For the trip back I took a different bus company that left from Penn Station (what a bloody horror that place is!) I got out off the station and took off in totally the wrong direction to find the bus, but at least that gave me the opportunity to give a dollar to a youngish black man who was sitting on the crowded sidewalk with his legs stretched out straight in front of him. He was wearing a plastic bag and was festooned all over with cunningly twisted shreds of newspaper, and he also seemed to be in blackface. He was in quite good spirits too, though he looked like a poster boy for homeless wretchedness.

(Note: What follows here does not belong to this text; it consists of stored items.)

//! Request context, handler chain and error types for Waypoint.
//!
//! The router in `waypoint-router` picks a handler chain for a request.
//! This crate defines what a chain entry is and how the chain runs:
//!
//! - [`Handler`]: one entry of a chain, middleware or endpoint
//! - [`Context`]: per-request state, bound parameters and the written response
//! - [`Context::next`]: runs the rest of the chain and stops at the first error
//! - [`HandlerError`]: typed failure mapped to an HTTP status
//!
//! # Example
//!
//! ```
//! use http::StatusCode;
//! use waypoint_core::{handler_fn, BoxedHandler, Context, HandlerError};
//!
//! let auth = handler_fn(|ctx| {
//!     Box::pin(async move {
//!         if ctx.headers().contains_key("authorization") {
//!             ctx.next().await
//!         } else {
//!             Err(HandlerError::unauthorized("missing credentials"))
//!         }
//!     })
//! });
//! let endpoint = handler_fn(|ctx| {
//!     Box::pin(async move {
//!         ctx.text(StatusCode::OK, "secret");
//!         Ok(())
//!     })
//! });
//!
//! let request = http::Request::get("/secret").body(Default::default()).unwrap();
//! let chain: Vec<BoxedHandler> = vec![auth, endpoint];
//! let mut ctx = Context::not_found(request, chain);
//!
//! let err = tokio_test::block_on(ctx.next()).unwrap_err();
//! assert_eq!(err.status_code(), StatusCode::UNAUTHORIZED);
//! assert!(!ctx.is_committed());
//! ```

#![warn(missing_docs)]

mod context;
mod error;
mod handler;
mod types;

pub use context::{Context, RequestId, REQUEST_ID_HEADER};
pub use error::{ErrorKind, HandlerError};
pub use handler::{
    handler_fn, named, BoxFuture, BoxedHandler, FnHandler, Handler, HandlerResult, NotFound,
};
pub use types::{Request, Response, ResponseExt};
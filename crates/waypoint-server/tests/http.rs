//! End-to-end requests over a real socket.

use std::time::Duration;

use bytes::Bytes;
use http::{Method, StatusCode};
use http_body_util::{BodyExt, Full};
use hyper_util::rt::TokioIo;
use tokio::net::{TcpListener, TcpStream};
use waypoint_config::ServerConfig;
use waypoint_core::{handler_fn, HandlerError, REQUEST_ID_HEADER};
use waypoint_server::{App, Routes, Server, ShutdownSignal};

struct Running {
    addr: std::net::SocketAddr,
    shutdown: ShutdownSignal,
    handle: tokio::task::JoinHandle<Result<(), waypoint_server::ServerError>>,
}

async fn start(app: App, request_timeout_ms: u64) -> Running {
    let listener = TcpListener::bind("127.0.0.1:0").await.unwrap();
    let addr = listener.local_addr().unwrap();
    let config = ServerConfig {
        http_addr: addr.to_string(),
        shutdown_timeout_secs: 1,
        request_timeout_ms,
    };

    let shutdown = ShutdownSignal::new();
    let server = Server::new(app, config);
    let handle = tokio::spawn(server.serve(listener, shutdown.clone()));

    Running {
        addr,
        shutdown,
        handle,
    }
}

async fn send(
    addr: std::net::SocketAddr,
    method: Method,
    path: &str,
    headers: &[(&str, &str)],
) -> (StatusCode, http::HeaderMap, String) {
    let stream = TcpStream::connect(addr).await.unwrap();
    let (mut sender, conn) = hyper::client::conn::http1::handshake(TokioIo::new(stream))
        .await
        .unwrap();
    tokio::spawn(conn);

    let mut builder = http::Request::builder()
        .method(method)
        .uri(path)
        .header(http::header::HOST, addr.to_string());
    for (name, value) in headers {
        builder = builder.header(*name, *value);
    }
    let request = builder.body(Full::new(Bytes::new())).unwrap();

    let response = sender.send_request(request).await.unwrap();
    let status = response.status();
    let headers = response.headers().clone();
    let body = response.into_body().collect().await.unwrap().to_bytes();
    (status, headers, String::from_utf8(body.to_vec()).unwrap())
}

fn app() -> App {
    let app = App::new();
    app.get(
        "/1/users/:id",
        [handler_fn(|ctx| {
            Box::pin(async move {
                let id = ctx.param("id").unwrap_or_default().to_string();
                ctx.text(StatusCode::OK, id);
                Ok(())
            })
        })],
    )
    .unwrap();
    app.get(
        "/1/functions/*",
        [handler_fn(|ctx| {
            Box::pin(async move {
                let rest = ctx.wildcard().unwrap_or_default().to_string();
                ctx.text(StatusCode::OK, rest);
                Ok(())
            })
        })],
    )
    .unwrap();
    app.get(
        "/forbidden",
        [handler_fn(|_ctx| {
            Box::pin(async { Err(HandlerError::forbidden("no entry")) })
        })],
    )
    .unwrap();
    app.get(
        "/slow",
        [handler_fn(|ctx| {
            Box::pin(async move {
                tokio::time::sleep(Duration::from_secs(5)).await;
                ctx.text(StatusCode::OK, "too late");
                Ok(())
            })
        })],
    )
    .unwrap();
    app
}

#[tokio::test]
async fn test_serves_matched_routes() {
    let server = start(app(), 30_000).await;

    let (status, _, body) = send(server.addr, Method::GET, "/1/users/AbC", &[]).await;
    assert_eq!(status, StatusCode::OK);
    assert_eq!(body, "AbC");

    let (status, _, body) = send(server.addr, Method::GET, "/1/functions/foo/bar", &[]).await;
    assert_eq!(status, StatusCode::OK);
    assert_eq!(body, "foo/bar");

    server.shutdown.trigger();
    server.handle.await.unwrap().unwrap();
}

#[tokio::test]
async fn test_wrong_method_is_not_found() {
    let server = start(app(), 30_000).await;

    let (status, _, body) = send(server.addr, Method::DELETE, "/1/users/abc", &[]).await;
    assert_eq!(status, StatusCode::NOT_FOUND);
    assert_eq!(body, "Not Found");

    server.shutdown.trigger();
    server.handle.await.unwrap().unwrap();
}

#[tokio::test]
async fn test_handler_error_carries_request_id() {
    let server = start(app(), 30_000).await;
    let id = "0190b5a8-7c2e-7d3f-8a4b-123456789abc";

    let (status, _, body) = send(
        server.addr,
        Method::GET,
        "/forbidden",
        &[(REQUEST_ID_HEADER, id)],
    )
    .await;
    assert_eq!(status, StatusCode::FORBIDDEN);

    let json: serde_json::Value = serde_json::from_str(&body).unwrap();
    assert_eq!(json["error"]["code"], "FORBIDDEN");
    assert_eq!(json["request_id"], id);

    server.shutdown.trigger();
    server.handle.await.unwrap().unwrap();
}

#[tokio::test]
async fn test_request_timeout() {
    let server = start(app(), 50).await;

    let (status, _, body) = send(server.addr, Method::GET, "/slow", &[]).await;
    assert_eq!(status, StatusCode::GATEWAY_TIMEOUT);
    assert!(body.contains("TIMEOUT"));

    server.shutdown.trigger();
    server.handle.await.unwrap().unwrap();
}
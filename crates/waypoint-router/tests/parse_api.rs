//! Matching against a realistic REST route table.
//!
//! The table mirrors the Parse REST API: literal, parameter and wildcard
//! routes sharing prefixes, several methods per resource, and one route
//! (`/1/:type/Category/Item`) that competes with the class routes.

use http::Method;
use proptest::prelude::*;
use waypoint_router::{MethodFilter, Router};

const PARSE_API: &[(&str, &str)] = &[
    // Objects
    ("POST", "/1/classes/:className"),
    ("GET", "/1/classes/:className/:objectId"),
    ("PUT", "/1/classes/:className/:objectId"),
    ("GET", "/1/classes/:className"),
    ("DELETE", "/1/classes/:className/:objectId"),
    ("GET", "/1/:type/Category/Item"),
    // Users
    ("POST", "/1/users"),
    ("GET", "/1/login"),
    ("GET", "/1/users/:objectId"),
    ("PUT", "/1/users/:objectId"),
    ("GET", "/1/users"),
    ("DELETE", "/1/users/:objectId"),
    ("POST", "/1/requestPasswordReset"),
    // Roles
    ("POST", "/1/Roles"),
    ("GET", "/1/Roles/:objectId"),
    ("PUT", "/1/Roles/:objectId"),
    ("GET", "/1/Roles"),
    ("DELETE", "/1/Roles/:objectId"),
    // Files
    ("POST", "/1/files/:fileName"),
    // Analytics
    ("POST", "/1/events/:eventName"),
    // Push Notifications
    ("POST", "/1/push"),
    // Installations
    ("POST", "/1/installations"),
    ("GET", "/1/installations/:objectId"),
    ("PUT", "/1/installations/:objectId"),
    ("GET", "/1/installations"),
    ("DELETE", "/1/installations/:objectId"),
    // Cloud Functions
    ("GET", "/1/functions/*"),
];

/// Each route's handler is its own `METHOD pattern` label.
fn parse_api_router() -> Router<String> {
    let mut router = Router::new();
    for (method, pattern) in PARSE_API {
        let filter: MethodFilter = method.parse().unwrap();
        router
            .add(filter, pattern, [format!("{method} {pattern}")])
            .unwrap();
    }
    router
}

fn matched_pattern(router: &Router<String>, method: &Method, path: &str) -> Option<String> {
    router.find(method, path).map(|m| m.pattern.to_string())
}

#[test]
fn test_every_route_matches_itself() {
    let router = parse_api_router();
    assert_eq!(router.len(), PARSE_API.len());

    for (method, pattern) in PARSE_API {
        let method: Method = method.parse().unwrap();
        let path = pattern.replace(":", "x").replace('*', "rest");
        let found = router.find(&method, &path).unwrap();
        assert_eq!(&*found.pattern, *pattern, "{method} {path}");
        assert_eq!(found.handlers[0], format!("{method} {pattern}"));
    }
}

#[test]
fn test_trailing_slash_matches_literal() {
    let router = parse_api_router();
    assert_eq!(
        matched_pattern(&router, &Method::GET, "/1/users/").as_deref(),
        Some("/1/users")
    );
}

#[test]
fn test_two_params_bound() {
    let router = parse_api_router();
    let found = router.find(&Method::GET, "/1/classes/a/Obj").unwrap();

    assert_eq!(&*found.pattern, "/1/classes/:className/:objectId");
    assert_eq!(found.params.get("className"), Some("a"));
    assert_eq!(found.params.get("objectId"), Some("Obj"));
}

#[test]
fn test_no_chain_for_method_is_no_match() {
    let router = parse_api_router();
    assert!(router.find(&Method::POST, "/1/classes/a/Obj").is_none());
}

#[test]
fn test_fewer_params_beat_literal_prefix() {
    let router = parse_api_router();
    let found = router.find(&Method::GET, "/1/classes/Category/Item").unwrap();

    assert_eq!(&*found.pattern, "/1/:type/Category/Item");
    assert_eq!(found.params.get("type"), Some("classes"));
    assert_eq!(found.params.len(), 1);
}

#[test]
fn test_wildcard_with_empty_suffix() {
    let router = parse_api_router();
    let found = router.find(&Method::GET, "/1/functions/").unwrap();

    assert_eq!(&*found.pattern, "/1/functions/*");
    assert_eq!(found.wildcard.as_deref(), Some(""));
}

#[test]
fn test_wildcard_with_deep_suffix() {
    let router = parse_api_router();
    let found = router
        .find(&Method::GET, "/1/functions/funcA/hello-world")
        .unwrap();

    assert_eq!(&*found.pattern, "/1/functions/*");
    assert_eq!(found.wildcard.as_deref(), Some("funcA/hello-world"));
}

#[test]
fn test_literals_ignore_case() {
    let router = parse_api_router();

    assert_eq!(
        matched_pattern(&router, &Method::GET, "/1/roles").as_deref(),
        Some("/1/Roles")
    );
    assert_eq!(
        matched_pattern(&router, &Method::GET, "/1/USERS/Abc").as_deref(),
        Some("/1/users/:objectId")
    );
    let found = router.find(&Method::GET, "/1/USERS/Abc").unwrap();
    assert_eq!(found.params.get("objectId"), Some("Abc"));
}

#[test]
fn test_user_scenario() {
    let mut router = Router::new();
    router.add(Method::GET, "/1/users/:id", ["getUser"]).unwrap();
    router.add(Method::GET, "/1/functions/*", ["callFunction"]).unwrap();

    let found = router.find(&Method::GET, "/1/users/abc").unwrap();
    assert_eq!(found.params.get("id"), Some("abc"));
    assert_eq!(&*found.handlers, &["getUser"]);

    let found = router.find(&Method::GET, "/1/functions/foo/bar").unwrap();
    assert_eq!(&*found.handlers, &["callFunction"]);
    assert_eq!(found.wildcard.as_deref(), Some("foo/bar"));

    assert!(router.find(&Method::DELETE, "/1/users/abc").is_none());
}

#[test]
fn test_unknown_paths() {
    let router = parse_api_router();

    assert!(router.find(&Method::GET, "/").is_none());
    assert!(router.find(&Method::GET, "/2/users").is_none());
    assert!(router.find(&Method::GET, "/1/users/a/b").is_none());
    assert!(router.find(&Method::PATCH, "/1/users/abc").is_none());
}

fn segment_strategy() -> impl Strategy<Value = String> {
    prop_oneof![
        Just("1".to_string()),
        Just("classes".to_string()),
        Just("users".to_string()),
        Just("Roles".to_string()),
        Just("functions".to_string()),
        Just("Category".to_string()),
        Just("Item".to_string()),
        "[a-zA-Z0-9_-]{1,8}",
    ]
}

fn path_strategy() -> impl Strategy<Value = String> {
    prop::collection::vec(segment_strategy(), 0..6).prop_map(|parts| format!("/{}", parts.join("/")))
}

fn method_strategy() -> impl Strategy<Value = Method> {
    prop::sample::select(waypoint_router::METHODS.to_vec())
}

proptest! {
    #[test]
    fn prop_matching_is_deterministic(method in method_strategy(), path in path_strategy()) {
        let first = parse_api_router();
        let second = parse_api_router();

        let a = matched_pattern(&first, &method, &path);
        let b = matched_pattern(&first, &method, &path);
        let c = matched_pattern(&second, &method, &path);
        prop_assert_eq!(&a, &b);
        prop_assert_eq!(&a, &c);
    }

    #[test]
    fn prop_bound_values_come_from_the_path(method in method_strategy(), path in path_strategy()) {
        let router = parse_api_router();
        if let Some(found) = router.find(&method, &path) {
            let parts: Vec<&str> = path.split('/').filter(|s| !s.is_empty()).collect();
            for (_, value) in found.params.iter() {
                prop_assert!(parts.contains(&value));
            }
            prop_assert_eq!(found.handlers.len(), 1);
        }
    }

    #[test]
    fn prop_case_does_not_change_the_winner(method in method_strategy(), path in path_strategy()) {
        let router = parse_api_router();
        let lower = matched_pattern(&router, &method, &path.to_lowercase());
        let upper = matched_pattern(&router, &method, &path.to_uppercase());
        prop_assert_eq!(lower, upper);
    }
}
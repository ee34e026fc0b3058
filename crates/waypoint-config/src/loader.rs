//! Configuration loader with layered approach.
//!
//! This module provides the [`ConfigLoader`] for loading configuration from
//! multiple sources: defaults, files, and environment variables.

use std::env;
use std::fs;
use std::path::Path;

use crate::{ConfigError, LogFormat, WaypointConfig};

/// Configuration loader with layered approach.
///
/// The loader applies configuration in layers, with later layers overriding
/// earlier ones:
/// 1. Default values (built into the code, or a preset)
/// 2. Configuration file or string (TOML or JSON)
/// 3. Environment variables
///
/// A file or string layer replaces the whole configuration; sections and
/// fields it omits take their default values.
///
/// # Example
///
/// ```no_run
/// use waypoint_config::ConfigLoader;
///
/// # fn main() -> Result<(), waypoint_config::ConfigError> {
/// let config = ConfigLoader::new()
///     .with_defaults()
///     .with_file("waypoint.toml")?
///     .with_env_prefix("WAYPOINT")
///     .load()?;
/// # Ok(())
/// # }
/// ```
#[derive(Debug)]
pub struct ConfigLoader {
    config: WaypointConfig,
    env_prefix: Option<String>,
}

impl Default for ConfigLoader {
    fn default() -> Self {
        Self::new()
    }
}

impl ConfigLoader {
    /// Create a new configuration loader.
    #[must_use]
    pub fn new() -> Self {
        Self {
            config: WaypointConfig::default(),
            env_prefix: None,
        }
    }

    /// Start with default configuration values.
    ///
    /// This is what `new()` starts from, but can be chained for clarity.
    #[must_use]
    pub fn with_defaults(mut self) -> Self {
        self.config = WaypointConfig::default();
        self
    }

    /// Start with the development preset.
    #[must_use]
    pub fn with_development(mut self) -> Self {
        self.config = WaypointConfig::development();
        self
    }

    /// Start with the production preset.
    #[must_use]
    pub fn with_production(mut self) -> Self {
        self.config = WaypointConfig::production();
        self
    }

    /// Load configuration from a file.
    ///
    /// The format is chosen by extension: `.toml` or `.json`.
    ///
    /// # Errors
    ///
    /// Returns `ConfigError` if:
    /// - The file does not exist
    /// - The file cannot be read
    /// - The extension is not supported
    /// - The file contains invalid TOML/JSON or unknown fields
    pub fn with_file<P: AsRef<Path>>(mut self, path: P) -> Result<Self, ConfigError> {
        let path = path.as_ref();

        if !path.exists() {
            return Err(ConfigError::file_not_found(path));
        }

        let content = fs::read_to_string(path).map_err(|e| ConfigError::read_error(path, e))?;

        let format = path
            .extension()
            .and_then(|e| e.to_str())
            .unwrap_or_default();
        self.config = Self::parse(&content, format)?;

        Ok(self)
    }

    /// Load configuration from a file if it exists.
    ///
    /// # Errors
    ///
    /// Returns `ConfigError` if the file exists but cannot be loaded.
    pub fn with_optional_file<P: AsRef<Path>>(self, path: P) -> Result<Self, ConfigError> {
        if path.as_ref().exists() {
            self.with_file(path)
        } else {
            Ok(self)
        }
    }

    /// Load configuration from a string.
    ///
    /// `format` is `"toml"` or `"json"`, case-insensitive.
    ///
    /// # Errors
    ///
    /// Returns `ConfigError` if parsing fails.
    ///
    /// # Example
    ///
    /// ```
    /// use waypoint_config::ConfigLoader;
    ///
    /// let toml = r#"
    ///     [router]
    ///     strict_params = true
    /// "#;
    ///
    /// let config = ConfigLoader::new()
    ///     .with_string(toml, "toml")
    ///     .unwrap()
    ///     .load()
    ///     .unwrap();
    ///
    /// assert!(config.router.strict_params);
    /// ```
    pub fn with_string(mut self, content: &str, format: &str) -> Result<Self, ConfigError> {
        self.config = Self::parse(content, format)?;
        Ok(self)
    }

    /// Set environment variable prefix for overrides.
    ///
    /// Environment variables use the format `PREFIX__SECTION__KEY`.
    /// For example, with prefix "WAYPOINT":
    /// - `WAYPOINT__SERVER__HTTP_ADDR=0.0.0.0:9000`
    /// - `WAYPOINT__ROUTER__STRICT_PARAMS=true`
    #[must_use]
    pub fn with_env_prefix(mut self, prefix: &str) -> Self {
        self.env_prefix = Some(prefix.to_uppercase());
        self
    }

    /// Load a `.env` file from the current directory or its parents into
    /// the process environment. A missing file is not an error.
    ///
    /// # Errors
    ///
    /// Returns `ConfigError::Dotenv` if the file exists but is malformed.
    pub fn with_dotenv(self) -> Result<Self, ConfigError> {
        match dotenvy::dotenv() {
            Ok(_) => Ok(self),
            Err(e) if e.not_found() => Ok(self),
            Err(e) => Err(e.into()),
        }
    }

    /// Finalize and return the loaded configuration.
    ///
    /// Applies environment variable overrides (if a prefix was set) and
    /// validates the final configuration.
    ///
    /// # Errors
    ///
    /// Returns `ConfigError` if an override cannot be parsed or validation
    /// fails.
    pub fn load(mut self) -> Result<WaypointConfig, ConfigError> {
        if let Some(prefix) = self.env_prefix.take() {
            self.apply_env_overrides(&prefix)?;
        }

        self.config.validate()?;

        Ok(self.config)
    }

    /// Finalize without environment overrides or validation.
    #[must_use]
    pub fn load_unvalidated(self) -> WaypointConfig {
        self.config
    }

    fn parse(content: &str, format: &str) -> Result<WaypointConfig, ConfigError> {
        match format.to_lowercase().as_str() {
            "toml" => Ok(toml::from_str(content)?),
            "json" => Ok(serde_json::from_str(content)?),
            other => Err(ConfigError::UnsupportedFormat(other.to_string())),
        }
    }

    fn apply_env_overrides(&mut self, prefix: &str) -> Result<(), ConfigError> {
        let mut vars: Vec<(String, String)> = env::vars()
            .filter(|(k, _)| k.starts_with(prefix))
            .collect();
        vars.sort();

        for (key, value) in vars {
            self.apply_env_var(&key, &value, prefix)?;
        }

        Ok(())
    }

    fn apply_env_var(&mut self, key: &str, value: &str, prefix: &str) -> Result<(), ConfigError> {
        let Some(rest) = key.strip_prefix(prefix).and_then(|k| k.strip_prefix("__")) else {
            // Another variable that merely shares the prefix.
            return Ok(());
        };

        let parts: Vec<&str> = rest.split("__").collect();

        match parts.as_slice() {
            // Server section
            ["SERVER", "HTTP_ADDR"] => {
                self.config.server.http_addr = value.to_string();
            }
            ["SERVER", "SHUTDOWN_TIMEOUT_SECS"] => {
                self.config.server.shutdown_timeout_secs = parse_int(key, value)?;
            }
            ["SERVER", "REQUEST_TIMEOUT_MS"] => {
                self.config.server.request_timeout_ms = parse_int(key, value)?;
            }

            // Logging section
            ["LOGGING", "ENABLED"] => {
                self.config.logging.enabled = parse_bool_var(key, value)?;
            }
            ["LOGGING", "LEVEL"] => {
                self.config.logging.level = value.to_string();
            }
            ["LOGGING", "FORMAT"] => {
                self.config.logging.format = value.parse::<LogFormat>().map_err(|_| {
                    ConfigError::env_parse_error(key, "expected 'json', 'pretty' or 'compact'")
                })?;
            }
            ["LOGGING", "ANSI_ENABLED"] => {
                self.config.logging.ansi_enabled = parse_bool_var(key, value)?;
            }
            ["LOGGING", "INCLUDE_LOCATION"] => {
                self.config.logging.include_location = parse_bool_var(key, value)?;
            }

            // Router section
            ["ROUTER", "STRICT_PARAMS"] => {
                self.config.router.strict_params = parse_bool_var(key, value)?;
            }
            ["ROUTER", "DUMP_ROUTES"] => {
                self.config.router.dump_routes = parse_bool_var(key, value)?;
            }

            _ => {
                return Err(ConfigError::env_parse_error(key, "unknown configuration key"));
            }
        }

        Ok(())
    }
}

fn parse_int(key: &str, value: &str) -> Result<u64, ConfigError> {
    value
        .parse()
        .map_err(|_| ConfigError::env_parse_error(key, "expected integer"))
}

fn parse_bool_var(key: &str, value: &str) -> Result<bool, ConfigError> {
    parse_bool(value).ok_or_else(|| ConfigError::env_parse_error(key, "expected boolean"))
}

/// Parse a boolean from a string.
fn parse_bool(s: &str) -> Option<bool> {
    match s.to_lowercase().as_str() {
        "true" | "1" | "yes" | "on" => Some(true),
        "false" | "0" | "no" | "off" => Some(false),
        _ => None,
    }
}

#[cfg(test)]
mod tests {
    use super::*;

    #[test]
    fn test_loader_new() {
        let config = ConfigLoader::new().load().unwrap();
        assert_eq!(config.server.http_addr, "0.0.0.0:8080");
    }

    #[test]
    fn test_loader_with_development() {
        let config = ConfigLoader::new().with_development().load().unwrap();
        assert_eq!(config.logging.level, "debug");
        assert_eq!(config.logging.format, LogFormat::Pretty);
    }

    #[test]
    fn test_loader_with_production() {
        let config = ConfigLoader::new().with_production().load().unwrap();
        assert!(config.router.strict_params);
    }

    #[test]
    fn test_loader_with_string_json() {
        let json = r#"{"server": {"http_addr": "127.0.0.1:3000"}, "router": {"dump_routes": true}}"#;

        let config = ConfigLoader::new()
            .with_string(json, "JSON")
            .unwrap()
            .load()
            .unwrap();

        assert_eq!(config.server.http_addr, "127.0.0.1:3000");
        assert!(config.router.dump_routes);
    }

    #[test]
    fn test_loader_with_string_unsupported_format() {
        let result = ConfigLoader::new().with_string("a: b", "yaml");
        assert!(matches!(result, Err(ConfigError::UnsupportedFormat(_))));
    }

    #[test]
    fn test_loader_with_file_not_found() {
        let result = ConfigLoader::new().with_file("/nonexistent/waypoint.toml");
        assert!(matches!(result, Err(ConfigError::FileNotFound { .. })));
    }

    #[test]
    fn test_loader_with_optional_file_not_found() {
        let config = ConfigLoader::new()
            .with_optional_file("/nonexistent/waypoint.toml")
            .unwrap()
            .load()
            .unwrap();

        assert_eq!(config, WaypointConfig::default());
    }

    #[test]
    fn test_load_validates() {
        let result = ConfigLoader::new()
            .with_string("[server]\nhttp_addr = \"nowhere\"", "toml")
            .unwrap()
            .load();
        assert!(matches!(result, Err(ConfigError::InvalidValue { .. })));
    }

    #[test]
    fn test_load_unvalidated() {
        let config = ConfigLoader::new()
            .with_string("[server]\nhttp_addr = \"nowhere\"", "toml")
            .unwrap()
            .load_unvalidated();
        assert_eq!(config.server.http_addr, "nowhere");
    }

    #[test]
    fn test_parse_bool() {
        assert_eq!(parse_bool("true"), Some(true));
        assert_eq!(parse_bool("TRUE"), Some(true));
        assert_eq!(parse_bool("1"), Some(true));
        assert_eq!(parse_bool("on"), Some(true));

        assert_eq!(parse_bool("false"), Some(false));
        assert_eq!(parse_bool("No"), Some(false));
        assert_eq!(parse_bool("0"), Some(false));

        assert_eq!(parse_bool("maybe"), None);
        assert_eq!(parse_bool(""), None);
    }

    // The workspace forbids unsafe code, so env::set_var is off limits;
    // overrides are exercised through apply_env_var directly.

    #[test]
    fn test_apply_env_var_server() {
        let mut loader = ConfigLoader::new();
        loader
            .apply_env_var("TEST__SERVER__HTTP_ADDR", "192.168.1.1:9000", "TEST")
            .unwrap();
        loader
            .apply_env_var("TEST__SERVER__REQUEST_TIMEOUT_MS", "250", "TEST")
            .unwrap();
        assert_eq!(loader.config.server.http_addr, "192.168.1.1:9000");
        assert_eq!(loader.config.server.request_timeout_ms, 250);
    }

    #[test]
    fn test_apply_env_var_logging() {
        let mut loader = ConfigLoader::new();
        loader
            .apply_env_var("TEST__LOGGING__LEVEL", "debug", "TEST")
            .unwrap();
        loader
            .apply_env_var("TEST__LOGGING__FORMAT", "compact", "TEST")
            .unwrap();
        assert_eq!(loader.config.logging.level, "debug");
        assert_eq!(loader.config.logging.format, LogFormat::Compact);
    }

    #[test]
    fn test_apply_env_var_router() {
        let mut loader = ConfigLoader::new();
        loader
            .apply_env_var("TEST__ROUTER__STRICT_PARAMS", "yes", "TEST")
            .unwrap();
        loader
            .apply_env_var("TEST__ROUTER__DUMP_ROUTES", "on", "TEST")
            .unwrap();
        assert!(loader.config.router.strict_params);
        assert!(loader.config.router.dump_routes);
    }

    #[test]
    fn test_apply_env_var_errors() {
        let mut loader = ConfigLoader::new();
        assert!(loader
            .apply_env_var("TEST__SERVER__SHUTDOWN_TIMEOUT_SECS", "soon", "TEST")
            .is_err());
        assert!(loader
            .apply_env_var("TEST__ROUTER__STRICT_PARAMS", "maybe", "TEST")
            .is_err());
        assert!(loader
            .apply_env_var("TEST__LOGGING__FORMAT", "xml", "TEST")
            .is_err());
        assert!(loader
            .apply_env_var("TEST__ROUTER__CASE_SENSITIVE", "true", "TEST")
            .is_err());
    }

    #[test]
    fn test_apply_env_var_ignores_prefix_lookalikes() {
        let mut loader = ConfigLoader::new();
        loader.apply_env_var("TESTING_HOME", "/tmp", "TEST").unwrap();
        assert_eq!(loader.config, WaypointConfig::default());
    }
}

I was pretty sure I had missed the bus I wanted, but another bus headed for D.C. Chinatown would be there shortly so I wasn't too worried. I went to the address for the second bus and that turned out to be where all the buses waited. A man walked up to me and said, "Vamoose?" "Yes," I answered. That was the name of the bus company. The early bus was still there. So while I waited to get on I got to listen to him and the two Orthodox Jewish guys who ran the operation accost people with luggage, saying "Vamoose! Vamoose!" It was quite pleasing. When the passengers were all in, one of the Jewish guys collected all the money and left.
I sat next to a nice black lady who laughed at everything but wasn't too chatty. The couple across the aisle had a tiny dog with them. The fare for the Vamoose bus, which went to Bethesda (a little closer to home for me) was $5 more than the Chinese bus. "You pay a little more, but it's insured," said my neighbor, laughing.